I'm planning to do a very similar upgrade from RX 580 4GB, but I want at least 16 GB of VRAM and I need the PCIe slot next to the card. Even with a riser, the maximum thickness that fits is 45 mm, which leaves me with a second-hand RX 6800 reference model as the only AMD option (all the models from partners have larger coolers taking around 2.5 slots (50 mm), and lower models have less VRAM).
So I'm also glad I checked the dimensions of new cards before buying, but in my case the result wasn't that positive.. :)
Hopefully the RX 7800 XT stays under 250 W (like the RX 6800) so there is a chance for a current-gen 2-slot alternative. (The 7900 GRE is 260 W with 80 CU, so I would hope the 7800 XT with 60 CU draws less power, even if they push the clocks a bit higher... Can't wait for a more detailed leak that includes TBP. :) )
ROCm is basically AMD's answer to CUDA. Just (as usual) more open, less polished, and harder to use. Using something called HIP, CUDA application can be translated to work with ROCm instead (and therefore run on AMD cards without a complete rewrite of the app).

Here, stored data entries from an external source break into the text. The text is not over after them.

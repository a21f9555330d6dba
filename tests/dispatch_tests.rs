use assert_cmd::prelude::*;
use predicates::prelude::*;
use std::process::Command;

mod common;
use common::repository::*;

#[cfg(test)]
mod dispatch_tests {
    use super::*;

    #[test]
    fn test_free_arguments_bypass_interaction() -> anyhow::Result<()> {
        // A named target means no menu: the invocation is forwarded verbatim,
        // without even a repository check.
        let temp = tempfile::TempDir::new()?;

        let mut cmd = Command::cargo_bin("git-selector")?;
        cmd.arg("--dry-run")
            .args(["add", "foo.txt"])
            .current_dir(temp.path())
            .assert()
            .success()
            .stdout(predicate::str::contains("git add foo.txt"));

        Ok(())
    }

    #[test]
    fn test_whitespace_arguments_are_quoted_in_rendering() -> anyhow::Result<()> {
        let temp = tempfile::TempDir::new()?;

        let mut cmd = Command::cargo_bin("git-selector")?;
        cmd.arg("--dry-run")
            .args(["add", "my file.txt"])
            .current_dir(temp.path())
            .assert()
            .success()
            .stdout(predicate::str::contains("git add \"my file.txt\""));

        Ok(())
    }

    #[test]
    fn test_unregistered_subcommand_passes_through() -> anyhow::Result<()> {
        let temp = tempfile::TempDir::new()?;

        let mut cmd = Command::cargo_bin("git-selector")?;
        cmd.arg("--dry-run")
            .arg("stash")
            .current_dir(temp.path())
            .assert()
            .success()
            .stdout(predicate::str::contains("git stash"));

        Ok(())
    }

    #[test]
    fn test_interactive_add_flag_passes_through() -> anyhow::Result<()> {
        let repo = setup_test_repo_with_initial_commit()?;

        let mut cmd = Command::cargo_bin("git-selector")?;
        cmd.arg("--dry-run")
            .args(["add", "--interactive"])
            .current_dir(&repo.path)
            .assert()
            .success()
            .stdout(predicate::str::contains("git add --interactive"));

        Ok(())
    }

    #[test]
    fn test_reset_with_residual_arguments_passes_through() -> anyhow::Result<()> {
        let repo = setup_test_repo_with_initial_commit()?;

        let mut cmd = Command::cargo_bin("git-selector")?;
        cmd.arg("--dry-run")
            .args(["reset", "--hard"])
            .current_dir(&repo.path)
            .assert()
            .success()
            .stdout(predicate::str::contains("git reset --hard"));

        Ok(())
    }

    #[test]
    fn test_branch_without_delete_flag_passes_through() -> anyhow::Result<()> {
        let repo = setup_test_repo_with_initial_commit()?;

        let mut cmd = Command::cargo_bin("git-selector")?;
        cmd.arg("--dry-run")
            .args(["branch", "--all"])
            .current_dir(&repo.path)
            .assert()
            .success()
            .stdout(predicate::str::contains("git branch --all"));

        Ok(())
    }

    #[test]
    fn test_help_flag_prints_banner_and_forwards() -> anyhow::Result<()> {
        let temp = tempfile::TempDir::new()?;

        let mut cmd = Command::cargo_bin("git-selector")?;
        cmd.arg("--dry-run")
            .arg("--help")
            .current_dir(temp.path())
            .assert()
            .success()
            .stderr(predicate::str::contains("git-selector"))
            .stdout(predicate::str::contains("git --help"));

        Ok(())
    }

    #[test]
    fn test_bare_invocation_prints_banner() -> anyhow::Result<()> {
        let temp = tempfile::TempDir::new()?;

        // Bare git exits 1 after printing usage; the banner goes to stderr
        // and the invocation is still forwarded.
        let mut cmd = Command::cargo_bin("git-selector")?;
        cmd.current_dir(temp.path())
            .assert()
            .code(1)
            .stderr(predicate::str::contains("git-selector"));

        Ok(())
    }

    #[test]
    fn test_registered_subcommand_outside_repository_is_fatal() -> anyhow::Result<()> {
        let temp = tempfile::TempDir::new()?;

        let mut cmd = Command::cargo_bin("git-selector")?;
        cmd.arg("clean")
            .current_dir(temp.path())
            .assert()
            .code(1)
            .stderr(predicate::str::contains("Not in a git repository"));

        Ok(())
    }

    #[test]
    fn test_inject_skips_the_repository_check() -> anyhow::Result<()> {
        let temp = tempfile::TempDir::new()?;

        // inject fails later, at the log query, not at the repository check
        let mut cmd = Command::cargo_bin("git-selector")?;
        cmd.arg("inject")
            .current_dir(temp.path())
            .assert()
            .code(1)
            .stderr(predicate::str::contains("git command failed"));

        Ok(())
    }
}

#[cfg(test)]
mod no_op_tests {
    use super::*;

    const NO_COMMAND_RUN: i32 = 127;

    #[test]
    fn test_clean_with_no_untracked_files_is_a_no_op() -> anyhow::Result<()> {
        let repo = setup_test_repo_with_initial_commit()?;

        // Empty candidate pool: no menu is ever shown (the test harness has
        // no terminal, so reaching one would fail instead of exiting 127).
        let mut cmd = Command::cargo_bin("git-selector")?;
        cmd.arg("clean")
            .current_dir(&repo.path)
            .assert()
            .code(NO_COMMAND_RUN);

        Ok(())
    }

    #[test]
    fn test_reset_with_nothing_staged_is_a_no_op() -> anyhow::Result<()> {
        let repo = setup_test_repo_with_initial_commit()?;

        let mut cmd = Command::cargo_bin("git-selector")?;
        cmd.arg("reset")
            .current_dir(&repo.path)
            .assert()
            .code(NO_COMMAND_RUN);

        Ok(())
    }

    #[test]
    fn test_diff_with_no_changes_is_a_no_op() -> anyhow::Result<()> {
        let repo = setup_test_repo_with_initial_commit()?;

        let mut cmd = Command::cargo_bin("git-selector")?;
        cmd.arg("diff")
            .current_dir(&repo.path)
            .assert()
            .code(NO_COMMAND_RUN);

        Ok(())
    }

    #[test]
    fn test_no_op_exit_code_distinguishes_from_success() -> anyhow::Result<()> {
        let repo = setup_test_repo_with_initial_commit()?;

        // The same subcommand with a free argument runs git for real and
        // exits 0, so automation can tell the two paths apart.
        let mut cmd = Command::cargo_bin("git-selector")?;
        cmd.args(["diff", "initial.txt"])
            .current_dir(&repo.path)
            .assert()
            .success();

        Ok(())
    }
}
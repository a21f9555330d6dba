//! Interactive cherry-pick: pick a branch, then commits from its log.
//!
//! Two selection passes back to back: the chosen branch parametrizes the
//! commit-log provider, and the multi-selected hashes are appended
//! oldest-pick-first so git applies them in chronological order.

use crate::commands::passthrough;
use crate::core::{
    candidate::commit_hashes,
    error::{GitSelectorError, Result},
    git::{Git, Outcome},
    invocation::Invocation,
    providers,
    select::{choose, SelectMode},
};

pub fn execute_cherry_pick(git: &Git, invocation: &Invocation) -> Result<Outcome> {
    git.ensure_repository()?;

    if !invocation.flags.is_empty() {
        return passthrough(git, invocation);
    }

    let groups = providers::branch_groups(git)?;
    let selection = choose("Cherry-pick from", groups, SelectMode::Single, false)?;
    let branch = match selection.into_iter().next() {
        Some(picked) => picked,
        None => return Ok(Outcome::Skipped),
    };
    if !branch.kind.is_branch() {
        return Err(GitSelectorError::not_a_branch(branch.text));
    }

    let groups = providers::commit_log_group(git, Some(&branch.text))?;
    let selection = choose("Cherry-pick", groups, SelectMode::Multi, true)?;
    if selection.is_empty() {
        return Ok(Outcome::Skipped);
    }

    git.run(&invocation.with_selection(commit_hashes(&selection)))
        .map(Outcome::Ran)
}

AFAIK they started working on it 6 or 7 years ago as the replacement for OpenCL. Not sure why exactly, but OpenCL apparently wasn't getting enough traction (and I think Blender even recently dropped OpenCL support).
After all the time, the HW support is still spotty (mostly only supporting the Radeon Pro cards, and still having no proper support for RDNA3 I think), and the SW support focuses mainly on Linux (and only three blessed distros, Ubuntu, RHEL and SuSe get official packages, so it can be pain to install anywhere else due to missing or conflicting dependencies).
So ROCm basically does work, and keeps getting better, but nVidia clearly has a larger SW dev team that makes the CUDA experience much more polished and painless.